3. Payroll Funds Collection and Timing. Namely shall notify Client via electronic communication when all information necessary to begin the Managed Payroll Services has been received and when the implementation process has been completed. Subsequently, Client shall, prior to submitting its first payroll run, review and approve the payroll information for completeness and accuracy. Upon approval of the payroll information, Client consents to the transfer of funds from Client’s designated bank account to Namely’s designated payroll account by electronic funds transfer. Prior to the submission of Client’s initial and each subsequent payroll run, Namely must receive from Client the payroll funds necessary to cover the total payroll and tax liability of such payroll run. Namely, in its capacity as payroll processor, shall direct the transfer of funds from Client’s designated bank account in accordance with Client’s designated payroll fund recipients including employees, independent contractors and other payroll designees, as well as the appropriate taxing authorities as provided by Client. Namely’s standard processing time for payroll is three (3) business days (excluding US federal and banking holidays). In the event that Client is a direct deposit only Client, Namely’s standard processing time is one (1) business day (excluding US federal and banking holidays). Client acknowledges that it has been advised of these standard processing times and agrees that Namely has no obligation to process payroll in a shorter amount of time and that failure to adhere to payroll processing timeliness for data submission, payroll approval, or employee status updates may result in pay cycle exclusion from the Managed Payroll Service Level Agreement and may result in additional processing fees. If Namely agrees to process Client’s payroll through an expedited action outside of these normal processing times, Namely reserves the right to charge an expedited processing fee in its sole discretion.
4. Payroll Funds Processing. Client shall maintain a bank account in which it shall deposit payroll funds in accordance with these Managed Payroll Terms. Client shall maintain good and sufficient funds in Client’s designated payroll bank account (“Client Payroll Account”) to cover all funding transactions and liabilities to be made pursuant to the payroll function. Client shall adhere to the National Automated Clearinghouse Association (“NACHA”) guidelines. Client acknowledges that, in the event that Client fails to maintain such good and sufficient collected funds, Namely may be unable to carry out the Managed Payroll Services and that Client shall immediately become solely responsible for funding transactions to be made pursuant to this Addendum. In the event Client fails to maintain such good and sufficient collected funds, Namely may terminate the Agreement upon notice to Client and charge Client for any applicable fees, penalties, and interest, or change the method via which Client submits payroll funds. Client agrees to pay any fees, fines, or funds paid by or accrued to Namely as a result of Client’s failure to maintain sufficient funds. Namely may take any legal action it deems necessary to collect such fees, fines, or funds paid by Namely as a result of insufficient funds. Payroll funds held by Namely on Client’s behalf shall be segregated from other funds of Namely, but may be commingled with funds of other Namely payroll clients. Namely shall be entitled to receive all net investment income generated and interest earned through any funds held and/or invested by Namely from its payroll fund account(s). Independent of the result of any investment of funds performed by Namely, Namely shall pay Client’s tax liabilities and wage attachments in accordance with Client’s proscribed payroll schedule, provided Client has complied with its obligations as detailed herein, including but not limited to the prior deposit of such funds in accordance with the above schedule.

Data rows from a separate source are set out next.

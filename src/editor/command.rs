use super::{DeletionReport, Editor};
use crate::error::EditError;
use crate::graph::{Handle, NodeKind, Position};
use serde::{Deserialize, Serialize};

/// One inbound request from the rendering surface.
///
/// Nodes do not carry callbacks; a host turns a click on a node's delete
/// button into `DeleteNode { id }` and dispatches it here. Commands
/// (de)serialize as JSON objects tagged by `op`:
///
/// ```rust
/// use progressflow::prelude::*;
///
/// let command: EditCommand = serde_json::from_str(
///     r#"{ "op": "dropNewNode", "kind": "startEnd", "position": { "x": 0, "y": 0 } }"#,
/// ).unwrap();
/// let mut editor = Editor::builder().with_ids(SequentialIds::new()).build();
/// command.apply(&mut editor).unwrap();
/// assert_eq!(editor.snapshot().nodes()[0].label, "Start");
/// ```
#[derive(Debug, Clone, PartialEq, Serialize, Deserialize)]
#[serde(tag = "op", rename_all = "camelCase")]
pub enum EditCommand {
    #[serde(rename_all = "camelCase")]
    ProposeConnection {
        source: String,
        target: String,
        #[serde(default)]
        source_handle: Option<Handle>,
        #[serde(default)]
        target_handle: Option<Handle>,
    },
    DropNewNode {
        kind: NodeKind,
        position: Position,
    },
    DropExistingNode {
        id: String,
        position: Position,
    },
    DeleteNode {
        id: String,
    },
    DeleteEdge {
        id: String,
    },
    #[serde(rename_all = "camelCase")]
    DeleteSelection {
        #[serde(default)]
        node_ids: Vec<String>,
        #[serde(default)]
        edge_ids: Vec<String>,
    },
    Undo,
    Redo,
    ClearAll,
    LoadPreset {
        name: String,
    },
    SetLabel {
        id: String,
        label: String,
    },
    StartEditing {
        id: String,
    },
    StopEditing,
}

/// What a successfully dispatched command did.
#[derive(Debug, Clone, PartialEq, Eq)]
pub enum CommandOutcome {
    NodeAdded(String),
    EdgeAdded(String),
    Deleted(DeletionReport),
    Applied,
    /// Undo/redo with an empty stack, or a selection delete that matched nothing.
    Unchanged,
}

impl EditCommand {
    pub fn apply(self, editor: &mut Editor) -> Result<CommandOutcome, EditError> {
        let outcome = match self {
            EditCommand::ProposeConnection {
                source,
                target,
                source_handle,
                target_handle,
            } => CommandOutcome::EdgeAdded(editor.propose_connection(
                &source,
                &target,
                source_handle,
                target_handle,
            )?),
            EditCommand::DropNewNode { kind, position } => {
                CommandOutcome::NodeAdded(editor.drop_new_node(kind, position))
            }
            EditCommand::DropExistingNode { id, position } => {
                editor.drop_existing_node(&id, position)?;
                CommandOutcome::Applied
            }
            EditCommand::DeleteNode { id } => {
                editor.delete_node(&id)?;
                CommandOutcome::Applied
            }
            EditCommand::DeleteEdge { id } => {
                editor.delete_edge(&id)?;
                CommandOutcome::Applied
            }
            EditCommand::DeleteSelection { node_ids, edge_ids } => {
                let report = editor.delete_selection(&node_ids, &edge_ids);
                if report.is_empty() {
                    CommandOutcome::Unchanged
                } else {
                    CommandOutcome::Deleted(report)
                }
            }
            EditCommand::Undo => changed(editor.undo()),
            EditCommand::Redo => changed(editor.redo()),
            EditCommand::ClearAll => {
                editor.clear_all();
                CommandOutcome::Applied
            }
            EditCommand::LoadPreset { name } => {
                editor.load_preset(&name)?;
                CommandOutcome::Applied
            }
            EditCommand::SetLabel { id, label } => {
                editor.set_label(&id, &label)?;
                CommandOutcome::Applied
            }
            EditCommand::StartEditing { id } => {
                editor.start_editing(&id)?;
                CommandOutcome::Applied
            }
            EditCommand::StopEditing => {
                editor.stop_editing();
                CommandOutcome::Applied
            }
        };
        Ok(outcome)
    }
}

fn changed(did_change: bool) -> CommandOutcome {
    if did_change {
        CommandOutcome::Applied
    } else {
        CommandOutcome::Unchanged
    }
}
use super::loops::is_loop;
use super::router::{HandlePosition, Polyline, RouteRequest, route};
use crate::config::{DropConfig, RoutingConfig};
use crate::graph::{Edge, Graph, Handle, NodeKind, Position};

/// Where an edge attaches to its two nodes, in canvas coordinates.
#[derive(Debug, Clone, Copy, PartialEq)]
pub struct EdgeAnchors {
    pub source: Position,
    pub target: Position,
    pub source_position: HandlePosition,
    pub target_position: HandlePosition,
}

/// Derives handle coordinates from node positions and the configured node
/// size, for hosts that do not measure their own nodes.
///
/// Returns `None` when either endpoint is missing from the graph.
pub fn default_anchors(graph: &Graph, edge: &Edge, size: &DropConfig) -> Option<EdgeAnchors> {
    let source = graph.find_node(&edge.source)?;
    let target = graph.find_node(&edge.target)?;
    let (w, h) = (size.node_width, size.node_height);

    let bottom = |p: Position| (Position::new(p.x + w / 2.0, p.y + h), HandlePosition::Bottom);
    let right = |p: Position| (Position::new(p.x + w, p.y + h / 2.0), HandlePosition::Right);
    let left = |p: Position| (Position::new(p.x, p.y + h / 2.0), HandlePosition::Left);

    let (source_point, source_position) = match (source.kind, edge.source_handle) {
        (NodeKind::Selection, Some(Handle::True)) => right(source.position),
        (NodeKind::Selection, Some(Handle::False)) => left(source.position),
        (NodeKind::Iteration, Some(Handle::True)) => right(source.position),
        _ => bottom(source.position),
    };

    Some(EdgeAnchors {
        source: source_point,
        target: Position::new(target.position.x + w / 2.0, target.position.y),
        source_position,
        target_position: HandlePosition::Top,
    })
}

/// Classifies and routes one stored edge.
pub fn route_edge(graph: &Graph, edge: &Edge, anchors: &EdgeAnchors, config: &RoutingConfig) -> Polyline {
    let source_kind = graph.find_node(&edge.source).map(|n| n.kind);
    let target_kind = graph.find_node(&edge.target).map(|n| n.kind);
    let request = RouteRequest {
        source: anchors.source,
        target: anchors.target,
        source_position: anchors.source_position,
        target_position: anchors.target_position,
        source_kind,
        target_kind,
        is_loop: is_loop(graph, &edge.source, &edge.target, anchors.source.y, anchors.target.y),
        source_handle: edge.source_handle,
    };
    route(&request, config)
}

/// Routes every edge of `graph` using default anchors. Edges with a missing
/// endpoint are skipped.
pub fn route_all(graph: &Graph, size: &DropConfig, config: &RoutingConfig) -> Vec<(String, Polyline)> {
    graph
        .edges()
        .iter()
        .filter_map(|edge| {
            let anchors = default_anchors(graph, edge, size)?;
            Some((edge.id.clone(), route_edge(graph, edge, &anchors, config)))
        })
        .collect()
}
//! Connection rules for flowchart edges.
//!
//! A flowchart reads top to bottom with exactly one way into most shapes, so
//! the rules are about occupancy:
//!
//! - A target takes one incoming edge, except terminal shapes (several flows
//!   may end at the same "End") and the unlabeled entry of a loop header
//!   (the loop body re-enters there).
//! - Each outgoing handle of a source carries at most one edge. The
//!   unlabeled handle counts as its own handle.
//!
//! Self-connections pass validation; the router still draws them.

use crate::error::ConnectionRejected;
use crate::graph::{Graph, Handle, NodeKind, ProposedEdge};

/// Decides whether `proposed` may be added to `graph`.
///
/// Pure and all-or-nothing: the graph is only read.
pub fn validate(graph: &Graph, proposed: &ProposedEdge) -> Result<(), ConnectionRejected> {
    if !graph.contains_node(&proposed.source) {
        return Err(ConnectionRejected::UnknownEndpoint(proposed.source.clone()));
    }
    let target = graph
        .find_node(&proposed.target)
        .ok_or_else(|| ConnectionRejected::UnknownEndpoint(proposed.target.clone()))?;

    let target_accepts_many = target.kind == NodeKind::StartEnd
        || (target.kind == NodeKind::Iteration && proposed.target_handle.is_none());
    let target_occupied = graph.edges.iter().any(|e| e.target == proposed.target);
    if target_occupied && !target_accepts_many {
        return Err(ConnectionRejected::TargetOccupied {
            target: proposed.target.clone(),
        });
    }

    let handle_taken = graph
        .edges
        .iter()
        .any(|e| e.source == proposed.source && e.source_handle == proposed.source_handle);
    if handle_taken {
        return Err(ConnectionRejected::SourceHandleOccupied {
            source_id: proposed.source.clone(),
            handle: Handle::describe(proposed.source_handle).to_string(),
        });
    }

    Ok(())
}

#[cfg(test)]
mod tests {
    use super::*;
    use crate::graph::{Edge, Node, Position};

    fn node(id: &str, kind: NodeKind) -> Node {
        Node::new(id, kind, Position::default(), id)
    }

    #[test]
    fn self_connection_is_accepted() {
        let graph = Graph::from_parts(vec![node("a", NodeKind::Process)], vec![], 0);
        assert!(validate(&graph, &ProposedEdge::new("a", "a")).is_ok());
    }

    #[test]
    fn labeled_iteration_entry_is_single_occupancy() {
        let graph = Graph::from_parts(
            vec![
                node("a", NodeKind::Process),
                node("b", NodeKind::Process),
                node("loop", NodeKind::Iteration),
            ],
            vec![Edge {
                id: "a-loop".to_string(),
                source: "a".to_string(),
                target: "loop".to_string(),
                source_handle: None,
                target_handle: None,
            }],
            0,
        );
        let labeled = ProposedEdge::new("b", "loop").into_handle(Handle::True);
        assert_eq!(
            validate(&graph, &labeled),
            Err(ConnectionRejected::TargetOccupied {
                target: "loop".to_string()
            })
        );
        assert!(validate(&graph, &ProposedEdge::new("b", "loop")).is_ok());
    }
}
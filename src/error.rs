use thiserror::Error;

/// Reasons a proposed connection is refused. Refusals never change editor state.
#[derive(Error, Debug, Clone, PartialEq, Eq)]
pub enum ConnectionRejected {
    #[error("Node '{0}' does not exist, so it cannot be connected")]
    UnknownEndpoint(String),

    #[error("Node '{target}' already has an incoming connection")]
    TargetOccupied { target: String },

    #[error("Handle '{handle}' on node '{source_id}' already has an outgoing connection")]
    SourceHandleOccupied { source_id: String, handle: String },
}

/// Errors returned by editor operations. Every variant leaves the graph and
/// the history exactly as they were.
#[derive(Error, Debug, Clone, PartialEq, Eq)]
pub enum EditError {
    #[error("Connection rejected: {0}")]
    Rejected(#[from] ConnectionRejected),

    #[error("Node '{0}' not found")]
    NodeNotFound(String),

    #[error("Edge '{0}' not found")]
    EdgeNotFound(String),

    #[error("Unknown preset '{0}', expected one of \"Hello World\", \"Print 1 to 10\", \"Age Check\"")]
    UnknownPreset(String),
}

/// Errors raised when parsing the string forms of the wire enums.
#[derive(Error, Debug, Clone, PartialEq, Eq)]
pub enum ParseError {
    #[error("Unknown node kind '{0}'")]
    UnknownNodeKind(String),

    #[error("Unknown handle '{0}', expected \"true\" or \"false\"")]
    UnknownHandle(String),

    #[error("Unknown handle position '{0}'")]
    UnknownPosition(String),
}

/// Errors that can occur while loading an `EditorConfig`.
#[derive(Error, Debug)]
pub enum ConfigError {
    #[error("Could not read config file '{path}': {source}")]
    Io {
        path: String,
        #[source]
        source: std::io::Error,
    },

    #[error("Failed to parse config JSON: {0}")]
    Json(#[from] serde_json::Error),
}
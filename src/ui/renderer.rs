// Formatting helpers for the dashboard tables

use crate::types::AnalyticsEvent;
use chrono::{DateTime, Utc};

/// `0x1234…abcd` for long addresses, unchanged otherwise
///
/// Counts characters, not bytes; wallet strings from UI events are unvalidated.
pub fn short_address(address: &str) -> String {
    let len = address.chars().count();
    if len <= 12 {
        return address.to_string();
    }
    let head: String = address.chars().take(6).collect();
    let tail: String = address.chars().skip(len - 4).collect();
    format!("{}…{}", head, tail)
}

pub fn format_time(timestamp: DateTime<Utc>) -> String {
    timestamp.format("%H:%M:%S").to_string()
}

/// Time, kind, description and wallet columns for one event
pub fn event_row(event: &AnalyticsEvent) -> [String; 4] {
    let description = match event {
        AnalyticsEvent::Contract(e) => {
            format!("{} @ {}", e.event_name, short_address(&e.contract_address))
        }
        AnalyticsEvent::Ui(e) => match &e.url {
            Some(url) => format!("{} {}", e.event_type, url),
            None => e.event_type.to_string(),
        },
    };
    let wallet = event
        .wallet_address()
        .map(short_address)
        .unwrap_or_else(|| "-".to_string());

    [
        format_time(event.timestamp()),
        event.kind().to_string(),
        description,
        wallet,
    ]
}

#[cfg(test)]
mod tests {
    use super::*;
    use crate::types::{EventType, UiEvent};
    use chrono::TimeZone;

    #[test]
    fn test_short_address() {
        assert_eq!(short_address("0xabc"), "0xabc");
        let long = format!("0x{}", "1234567890".repeat(4));
        assert_eq!(short_address(&long), "0x1234…7890");
    }

    #[test]
    fn test_short_address_multibyte() {
        assert_eq!(short_address("0x123é5678901234"), "0x123é…1234");
        // Twelve characters but more than twelve bytes stays whole
        assert_eq!(short_address("ééééééééé0x1"), "ééééééééé0x1");
        assert_eq!(short_address("0xé"), "0xé");
    }

    #[test]
    fn test_ui_event_row() {
        let event = AnalyticsEvent::Ui(UiEvent {
            id: "e1".to_string(),
            event_type: EventType::PageView,
            wallet_address: None,
            session_id: None,
            url: Some("/swap".to_string()),
            referrer: None,
            element: None,
            action: None,
            value: None,
            metadata: None,
            timestamp: Utc.with_ymd_and_hms(2024, 1, 1, 9, 5, 7).unwrap(),
        });
        assert_eq!(
            event_row(&event),
            [
                "09:05:07".to_string(),
                "ui".to_string(),
                "PAGE_VIEW /swap".to_string(),
                "-".to_string()
            ]
        );
    }
}
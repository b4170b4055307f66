use super::{system_clock, Clock};
use crate::gas::GasAmount;
use crate::store::{KeyedLocks, PersistenceGateway, StoreError};
use crate::types::{merge_metadata, normalize_address, ContractAnalytics, Metadata, NewContract};
use std::sync::Arc;

/// Per-contract interaction counters
pub struct ContractAnalyticsAggregator {
    gateway: Arc<PersistenceGateway>,
    locks: KeyedLocks,
    clock: Clock,
}

impl ContractAnalyticsAggregator {
    pub fn new(gateway: Arc<PersistenceGateway>) -> Self {
        Self::with_clock(gateway, system_clock())
    }

    pub fn with_clock(gateway: Arc<PersistenceGateway>, clock: Clock) -> Self {
        Self {
            gateway,
            locks: KeyedLocks::new(),
            clock,
        }
    }

    /// Existing record for the address, or a zeroed one created now
    pub async fn get_or_create(
        &self,
        contract: NewContract,
    ) -> Result<ContractAnalytics, StoreError> {
        let record = contract.into_record((self.clock)());
        self.gateway
            .run(|backend| backend.insert_contract_if_absent(&record))
    }

    /// Count one interaction; `None` when the contract was never created
    pub async fn update(
        &self,
        address: &str,
        event_name: &str,
        wallet_address: Option<&str>,
        gas_used: &GasAmount,
        metadata: Option<&Metadata>,
    ) -> Result<Option<ContractAnalytics>, StoreError> {
        let address = normalize_address(address);
        let wallet = wallet_address
            .map(normalize_address)
            .filter(|w| !w.is_empty());

        let _guard = self.locks.lock(&address).await;
        let now = (self.clock)();

        self.gateway.run(|backend| {
            let Some(mut record) = backend.get_contract(&address)? else {
                return Ok(None);
            };

            record.total_interactions += 1;
            if let Some(wallet) = &wallet {
                if backend.add_contract_user(&address, wallet, now)? {
                    record.unique_users = backend.count_contract_users(&address)?;
                }
            }
            record.last_interaction = Some(now);
            record.gas_used += gas_used;
            *record.events.entry(event_name.to_string()).or_insert(0) += 1;
            if let Some(extra) = metadata {
                merge_metadata(&mut record.metadata, extra);
            }

            backend.save_contract(&record)?;
            Ok(Some(record))
        })
    }

    pub async fn get_by_address(
        &self,
        address: &str,
    ) -> Result<Option<ContractAnalytics>, StoreError> {
        let address = normalize_address(address);
        self.gateway.run(|backend| backend.get_contract(&address))
    }

    /// All contracts, most interactions first (address breaks ties)
    pub async fn get_all(&self) -> Result<Vec<ContractAnalytics>, StoreError> {
        let mut contracts = self.gateway.run(|backend| backend.list_contracts())?;
        contracts.sort_by(|a, b| {
            b.total_interactions
                .cmp(&a.total_interactions)
                .then_with(|| a.address.cmp(&b.address))
        });
        Ok(contracts)
    }

    pub async fn get_top(&self, limit: usize) -> Result<Vec<ContractAnalytics>, StoreError> {
        let mut contracts = self.get_all().await?;
        contracts.truncate(limit);
        Ok(contracts)
    }
}

#[cfg(test)]
mod tests {
    use super::*;
    use crate::aggregates::fixed_clock;
    use crate::store::SqliteStore;
    use chrono::{TimeZone, Utc};
    use serde_json::json;

    fn aggregators() -> Vec<Arc<ContractAnalyticsAggregator>> {
        let now = Utc.with_ymd_and_hms(2024, 4, 1, 12, 0, 0).unwrap();
        let durable = SqliteStore::open_in_memory().unwrap();
        vec![
            Arc::new(ContractAnalyticsAggregator::with_clock(
                Arc::new(PersistenceGateway::memory_only()),
                fixed_clock(now),
            )),
            Arc::new(ContractAnalyticsAggregator::with_clock(
                Arc::new(PersistenceGateway::new(Some(Arc::new(durable)))),
                fixed_clock(now),
            )),
        ]
    }

    #[tokio::test]
    async fn test_get_or_create_idempotent() {
        for agg in aggregators() {
            let mut contract = NewContract::new("0xABC");
            contract.name = Some("Token".to_string());
            let first = agg.get_or_create(contract).await.unwrap();
            assert_eq!(first.address, "0xabc");
            assert_eq!(first.total_interactions, 0);

            let second = agg.get_or_create(NewContract::new("0xabc")).await.unwrap();
            assert_eq!(second, first);
            assert_eq!(agg.get_all().await.unwrap().len(), 1);
        }
    }

    #[tokio::test]
    async fn test_update_unknown_contract() {
        for agg in aggregators() {
            let result = agg
                .update("0xnope", "Transfer", Some("0x1"), &GasAmount::zero(), None)
                .await
                .unwrap();
            assert!(result.is_none());
        }
    }

    #[tokio::test]
    async fn test_same_wallet_counts_once() {
        for agg in aggregators() {
            agg.get_or_create(NewContract::new("0xabc")).await.unwrap();
            let gas = GasAmount::from(u64::MAX);
            agg.update("0xabc", "Transfer", Some("0x111"), &gas, None).await.unwrap();
            let extra = json!({"k": 1});
            let after = agg
                .update("0xABC", "Approval", Some("0x111"), &gas, extra.as_object())
                .await
                .unwrap()
                .unwrap();

            assert_eq!(after.total_interactions, 2);
            assert_eq!(after.unique_users, 1);
            assert_eq!(after.gas_used.to_string(), "36893488147419103230");
            assert_eq!(after.events.get("Transfer"), Some(&1));
            assert_eq!(after.events.get("Approval"), Some(&1));
            assert_eq!(after.metadata.unwrap()["k"], json!(1));
        }
    }

    #[tokio::test]
    async fn test_concurrent_updates_are_serialized() {
        for agg in aggregators() {
            agg.get_or_create(NewContract::new("0xabc")).await.unwrap();
            let mut handles = Vec::new();
            for i in 0..20 {
                let agg = agg.clone();
                handles.push(tokio::spawn(async move {
                    let wallet = format!("0x{}", i % 5);
                    agg.update("0xabc", "Transfer", Some(&wallet), &GasAmount::from(1u64), None)
                        .await
                        .unwrap();
                }));
            }
            for handle in handles {
                handle.await.unwrap();
            }
            let record = agg.get_by_address("0xabc").await.unwrap().unwrap();
            assert_eq!(record.total_interactions, 20);
            assert_eq!(record.unique_users, 5);
            assert_eq!(record.gas_used, GasAmount::from(20u64));
        }
    }

    #[tokio::test]
    async fn test_top_ordering() {
        for agg in aggregators() {
            for address in ["0xb", "0xa", "0xc"] {
                agg.get_or_create(NewContract::new(address)).await.unwrap();
            }
            for _ in 0..2 {
                agg.update("0xc", "E", None, &GasAmount::zero(), None).await.unwrap();
            }
            let top: Vec<String> = agg
                .get_top(2)
                .await
                .unwrap()
                .into_iter()
                .map(|c| c.address)
                .collect();
            assert_eq!(top, vec!["0xc", "0xa"]);
        }
    }
}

5. Client Tax Information Acknowledgement. Client authorizes Namely to act as an agent on its behalf with the IRS as well as applicable state and local tax authorities including the submission of tax-related information and Client Data, the payment of tax liabilities, and correspondence with appropriate taxing authorities. Client acknowledges that Namely is not acting in a fiduciary capacity on its behalf and that although Namely is authorized as a third party to act on its behalf with certain tax authorities to file payroll tax returns and to make payroll tax payments, Client is ultimately responsible to the relevant taxing authority for the timely filing of employment tax returns and the timely payment of employment taxes on behalf of Client’s employees. Namely recommends Client enroll in the U.S. Treasury Department’s Electronic Federal Tax Payment System (EFTPS) to monitor Client’s IRS account and to ensure that timely tax payments are being made on Client’s behalf. You may enroll in the EFTPS system online at www.eftps.gov or via phone at 800-555-4477 for an enrollment form. State tax authorities generally offer similar means to verify tax payments and Clients are advised to contact the appropriate state tax authority directly for details.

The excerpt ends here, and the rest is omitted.